The difficulty of our Lord’s teaching regarding the Eucharist has antagonized not only the Jews but his disciples as well: “This is hard: who can accept it?” They found it too much to bear that we should eat His body and drink His blood. The doctrine of the Real Presence of Jesus in the Eucharist was too difficult to accept. What prevented them from accepting what they called this “hard” teaching about the Eucharist? The Jews last Sunday have expressed their difficulty: “How could this man give us his flesh to eat?” They saw Jesus as no more than just a man. They did not see Jesus as God. For while it is impossible for a mere man to give his flesh to be eaten, for God, however, it can be done. God can assume human flesh and he can give it for us to eat. Nothing is impossible to God.
“Many of his disciples returned to their former way of life and no longer accompanied him.” The Eucharist is the litmus test of a Christian’s faith in Jesus. A Christian cannot really say that he believes that Jesus is Lord and God not until he believes that Jesus gives his flesh as food to be eaten. Thus, I really question the faith of “bible Christians” who claim that they have accepted Jesus as their personal Lord and Savior. How can they say that they believe that Jesus is Lord and yet not believe that his flesh is real food and his blood is real drink? They have turned their back on Jesus simply because what he said was too difficult to accept. And that is also why I am not at all surprised that in the 1960’s the same Christian communities also abandoned the Christian stand against birth control. If they could abandon Christ on account of the difficulty of the Eucharistic dogma, they could also abandon Christ on account of the difficult of the moral stand against birth control.

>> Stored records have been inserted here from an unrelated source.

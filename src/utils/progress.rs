//! Incremental progress output for long enumerations.
//!
//! Lines are rewritten in place on stderr:
//! `message [done/total, H:MM:SS remaining]`, or `message [done]` when the
//! total is not known.

use std::io::Write;

use chrono::{TimeDelta, Utc};

/// Format a duration as `H:MM:SS`.
pub fn format_duration(delta: TimeDelta) -> String {
    let secs = delta.num_seconds().max(0);
    format!("{}:{:02}:{:02}", secs / 3600, secs / 60 % 60, secs % 60)
}

/// Estimate time left from elapsed time and completed work.
///
/// No estimate before one second has passed or before anything is done.
pub fn estimate_remaining(elapsed: TimeDelta, done: usize, total: usize) -> Option<TimeDelta> {
    if done == 0 || elapsed < TimeDelta::seconds(1) {
        return None;
    }
    let left = total.saturating_sub(done) as i64;
    let millis = elapsed.num_milliseconds().saturating_mul(left) / done as i64;
    Some(TimeDelta::milliseconds(millis))
}

/// Build a progress line.
pub fn status_line(label: &str, done: usize, total: Option<usize>, elapsed: TimeDelta) -> String {
    match total {
        None => format!("{label} [{done}]"),
        Some(total) => match estimate_remaining(elapsed, done, total) {
            Some(remaining) => format!(
                "{label} [{done}/{total}, {} remaining]",
                format_duration(remaining)
            ),
            None => format!("{label} [{done}/{total}]"),
        },
    }
}

/// Progress reporter bound to one phase.
pub struct Progress {
    message: String,
    total: Option<usize>,
    done: usize,
    started: chrono::DateTime<Utc>,
    enabled: bool,
}

impl Progress {
    /// Progress with a known total.
    pub fn new(message: impl Into<String>, total: usize, enabled: bool) -> Self {
        Self::build(message.into(), Some(total), enabled)
    }

    /// Progress counting work without a known total.
    pub fn counting(message: impl Into<String>, enabled: bool) -> Self {
        Self::build(message.into(), None, enabled)
    }

    fn build(message: String, total: Option<usize>, enabled: bool) -> Self {
        Self {
            message,
            total,
            done: 0,
            started: Utc::now(),
            enabled,
        }
    }

    /// Record `count` more units of work.
    pub fn advance(&mut self, count: usize) {
        self.done += count;
        self.render();
    }

    /// Print the final state and move to a new line.
    pub fn finish(&mut self) {
        if self.enabled {
            self.render();
            eprintln!();
        }
    }

    fn render(&self) {
        if !self.enabled {
            return;
        }
        let elapsed = Utc::now() - self.started;
        let line = status_line(&self.message, self.done, self.total, elapsed);
        let mut stderr = std::io::stderr().lock();
        let _ = write!(stderr, "\r{line}");
        let _ = stderr.flush();
    }
}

On the other hand, Jesus even challenged his 12 apostles to leave him if they found the doctrine of the Real Presence in the Eucharist unacceptable. Peter, the first Pope, answers the Lord: “Lord, to whom shall we go? You have the words of everlasting life. We have come to believe and are convinced that you are the Holy One of God.” In spite of the big number of disciples who have abandoned the Lord, this humble band of apostles makes their stand on the side of Jesus. Thus, it comes as no surprise that even if the whole world, fellow Christians included, should turn its back to the Lord on issues like birth control, the Catholic Church will still stand by the Lord. If the Church did not abandon the Lord in spite of the difficulty of the Eucharistic dogma, she will not abandon the Lord now on account of a smaller issue like birth control. Even if they say that thousands of Catholics no longer listen to what the Pope and the bishops say…even if 190 Ateneo professors should abandon the Church’s stance against birth control, still, the humble number of Christ’s real faithful would stand by him for what is wrong and false remains to be wrong and false even if everybody does it and what is right and true will always be right and true even if nobody does it anymore. Like Joshua and the Israelites in the first reading, the small number of real faithful continues to say: “Far it be from us to forsake the Lord for the service of other gods…we also will serve the Lord, for he is our God.” Like Peter, the first Pope, the Church continues to say, “Lord, to whom shall we go? You have the words of eternal life. We have come to believe and are convinced that you are the Holy One of God.” “Decide today whom you will serve…As for me and my household, we will serve the Lord!”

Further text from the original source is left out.